Exercise directions
Among the entries, which lines carry the string "before"? Copy every one.

Records drawn from a dataset:
+ + + + + + +

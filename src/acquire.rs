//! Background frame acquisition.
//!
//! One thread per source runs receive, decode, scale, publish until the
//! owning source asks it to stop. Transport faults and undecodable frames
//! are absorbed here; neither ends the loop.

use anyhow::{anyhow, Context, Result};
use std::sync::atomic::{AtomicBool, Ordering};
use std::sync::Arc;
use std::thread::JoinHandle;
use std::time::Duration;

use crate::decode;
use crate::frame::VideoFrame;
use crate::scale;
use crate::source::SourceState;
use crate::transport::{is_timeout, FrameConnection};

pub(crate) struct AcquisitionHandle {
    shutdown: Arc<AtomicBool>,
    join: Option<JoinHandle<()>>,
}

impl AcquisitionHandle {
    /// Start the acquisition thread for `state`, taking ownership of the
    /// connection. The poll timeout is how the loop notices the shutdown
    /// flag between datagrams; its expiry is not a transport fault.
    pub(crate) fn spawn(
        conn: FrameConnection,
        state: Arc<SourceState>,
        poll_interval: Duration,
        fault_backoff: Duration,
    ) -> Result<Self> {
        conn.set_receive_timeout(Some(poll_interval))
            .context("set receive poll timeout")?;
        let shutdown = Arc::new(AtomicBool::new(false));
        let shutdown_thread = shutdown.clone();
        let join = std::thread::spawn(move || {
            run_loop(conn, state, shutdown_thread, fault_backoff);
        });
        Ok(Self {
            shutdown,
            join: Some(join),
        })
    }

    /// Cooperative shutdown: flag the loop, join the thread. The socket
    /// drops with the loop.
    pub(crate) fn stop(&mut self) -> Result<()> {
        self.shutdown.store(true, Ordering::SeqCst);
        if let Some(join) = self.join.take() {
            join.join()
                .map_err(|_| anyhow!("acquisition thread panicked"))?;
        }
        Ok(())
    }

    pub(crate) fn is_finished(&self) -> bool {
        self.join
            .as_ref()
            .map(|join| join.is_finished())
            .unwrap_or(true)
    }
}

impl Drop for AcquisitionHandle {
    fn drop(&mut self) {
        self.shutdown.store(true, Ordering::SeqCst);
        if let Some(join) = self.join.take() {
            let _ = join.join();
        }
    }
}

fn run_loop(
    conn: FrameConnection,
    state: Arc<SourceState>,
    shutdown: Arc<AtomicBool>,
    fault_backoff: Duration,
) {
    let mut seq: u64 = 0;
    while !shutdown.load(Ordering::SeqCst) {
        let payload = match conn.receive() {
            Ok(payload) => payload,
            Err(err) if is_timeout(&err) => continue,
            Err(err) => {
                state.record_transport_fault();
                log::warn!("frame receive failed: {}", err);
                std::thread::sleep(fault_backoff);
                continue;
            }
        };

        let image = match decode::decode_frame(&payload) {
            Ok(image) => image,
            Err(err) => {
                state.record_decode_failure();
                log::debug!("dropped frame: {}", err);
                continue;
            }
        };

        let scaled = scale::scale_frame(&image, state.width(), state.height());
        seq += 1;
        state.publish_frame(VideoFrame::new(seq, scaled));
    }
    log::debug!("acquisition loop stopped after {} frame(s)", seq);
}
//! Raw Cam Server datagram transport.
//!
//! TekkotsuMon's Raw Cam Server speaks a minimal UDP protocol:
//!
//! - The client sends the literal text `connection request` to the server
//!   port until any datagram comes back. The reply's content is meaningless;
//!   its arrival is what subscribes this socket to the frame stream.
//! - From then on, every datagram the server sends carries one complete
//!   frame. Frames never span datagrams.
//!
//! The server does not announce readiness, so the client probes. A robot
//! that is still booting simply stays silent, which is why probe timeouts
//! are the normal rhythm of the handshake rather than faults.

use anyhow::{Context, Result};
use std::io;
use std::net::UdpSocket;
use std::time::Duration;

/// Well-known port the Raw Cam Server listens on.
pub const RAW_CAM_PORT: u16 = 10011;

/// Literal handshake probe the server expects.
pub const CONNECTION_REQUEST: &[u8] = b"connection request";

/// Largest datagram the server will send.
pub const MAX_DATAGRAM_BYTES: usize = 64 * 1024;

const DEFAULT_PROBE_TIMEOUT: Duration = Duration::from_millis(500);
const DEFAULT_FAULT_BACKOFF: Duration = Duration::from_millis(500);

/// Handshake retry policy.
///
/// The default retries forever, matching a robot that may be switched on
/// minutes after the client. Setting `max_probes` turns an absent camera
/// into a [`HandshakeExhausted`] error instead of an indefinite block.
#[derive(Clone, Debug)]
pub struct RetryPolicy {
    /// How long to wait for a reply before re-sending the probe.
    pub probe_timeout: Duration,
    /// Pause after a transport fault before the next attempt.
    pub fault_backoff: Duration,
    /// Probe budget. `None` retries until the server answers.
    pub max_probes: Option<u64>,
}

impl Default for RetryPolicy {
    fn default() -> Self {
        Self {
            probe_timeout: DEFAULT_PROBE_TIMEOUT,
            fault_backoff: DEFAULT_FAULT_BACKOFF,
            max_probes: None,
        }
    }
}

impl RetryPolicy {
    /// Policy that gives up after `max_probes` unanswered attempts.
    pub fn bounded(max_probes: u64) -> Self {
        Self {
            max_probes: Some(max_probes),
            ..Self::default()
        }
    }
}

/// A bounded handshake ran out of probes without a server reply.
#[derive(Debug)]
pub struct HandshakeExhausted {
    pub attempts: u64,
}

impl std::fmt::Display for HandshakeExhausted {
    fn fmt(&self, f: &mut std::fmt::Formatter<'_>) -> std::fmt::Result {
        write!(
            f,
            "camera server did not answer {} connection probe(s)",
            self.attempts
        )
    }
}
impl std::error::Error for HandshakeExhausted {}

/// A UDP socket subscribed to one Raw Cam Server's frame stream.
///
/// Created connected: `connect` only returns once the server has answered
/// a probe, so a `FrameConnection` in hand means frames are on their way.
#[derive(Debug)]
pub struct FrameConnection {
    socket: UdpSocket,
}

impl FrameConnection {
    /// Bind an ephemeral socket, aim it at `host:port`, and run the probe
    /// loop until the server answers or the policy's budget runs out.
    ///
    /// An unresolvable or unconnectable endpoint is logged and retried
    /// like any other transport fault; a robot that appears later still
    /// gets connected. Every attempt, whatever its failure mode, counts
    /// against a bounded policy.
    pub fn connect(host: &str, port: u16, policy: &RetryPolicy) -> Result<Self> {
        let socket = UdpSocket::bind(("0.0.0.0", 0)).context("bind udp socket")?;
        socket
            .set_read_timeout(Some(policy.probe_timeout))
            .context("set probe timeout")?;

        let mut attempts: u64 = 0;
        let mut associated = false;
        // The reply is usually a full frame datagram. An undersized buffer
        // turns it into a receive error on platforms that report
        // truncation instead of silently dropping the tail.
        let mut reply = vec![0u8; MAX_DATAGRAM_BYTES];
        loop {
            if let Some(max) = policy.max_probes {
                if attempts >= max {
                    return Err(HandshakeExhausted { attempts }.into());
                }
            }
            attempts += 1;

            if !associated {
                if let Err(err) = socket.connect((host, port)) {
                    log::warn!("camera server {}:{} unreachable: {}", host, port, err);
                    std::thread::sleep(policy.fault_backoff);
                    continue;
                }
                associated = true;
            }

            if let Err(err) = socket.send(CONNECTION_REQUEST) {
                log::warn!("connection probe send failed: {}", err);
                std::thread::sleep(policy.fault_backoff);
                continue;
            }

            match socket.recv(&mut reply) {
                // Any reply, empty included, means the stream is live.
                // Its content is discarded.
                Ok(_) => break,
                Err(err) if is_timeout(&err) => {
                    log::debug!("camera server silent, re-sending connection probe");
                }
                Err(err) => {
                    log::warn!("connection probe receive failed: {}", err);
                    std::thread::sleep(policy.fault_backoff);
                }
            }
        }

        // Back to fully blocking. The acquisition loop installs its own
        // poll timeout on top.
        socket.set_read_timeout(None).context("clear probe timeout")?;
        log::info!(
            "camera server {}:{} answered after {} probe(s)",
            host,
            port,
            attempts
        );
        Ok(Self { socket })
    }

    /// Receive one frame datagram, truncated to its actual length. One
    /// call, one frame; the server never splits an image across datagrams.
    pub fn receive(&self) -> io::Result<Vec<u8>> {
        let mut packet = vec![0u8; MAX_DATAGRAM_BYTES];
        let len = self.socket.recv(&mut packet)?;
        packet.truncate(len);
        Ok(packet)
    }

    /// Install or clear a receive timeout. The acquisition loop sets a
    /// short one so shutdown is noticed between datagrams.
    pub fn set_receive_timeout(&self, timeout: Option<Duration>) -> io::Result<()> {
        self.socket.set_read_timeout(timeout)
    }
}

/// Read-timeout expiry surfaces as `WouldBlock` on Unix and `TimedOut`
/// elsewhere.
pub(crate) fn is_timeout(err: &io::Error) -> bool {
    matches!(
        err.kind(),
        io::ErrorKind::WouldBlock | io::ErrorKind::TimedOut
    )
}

+ + + + + + +

Response
    /// How long to wait for a reply before re-sending the probe.
    /// Pause after a transport fault before the next attempt.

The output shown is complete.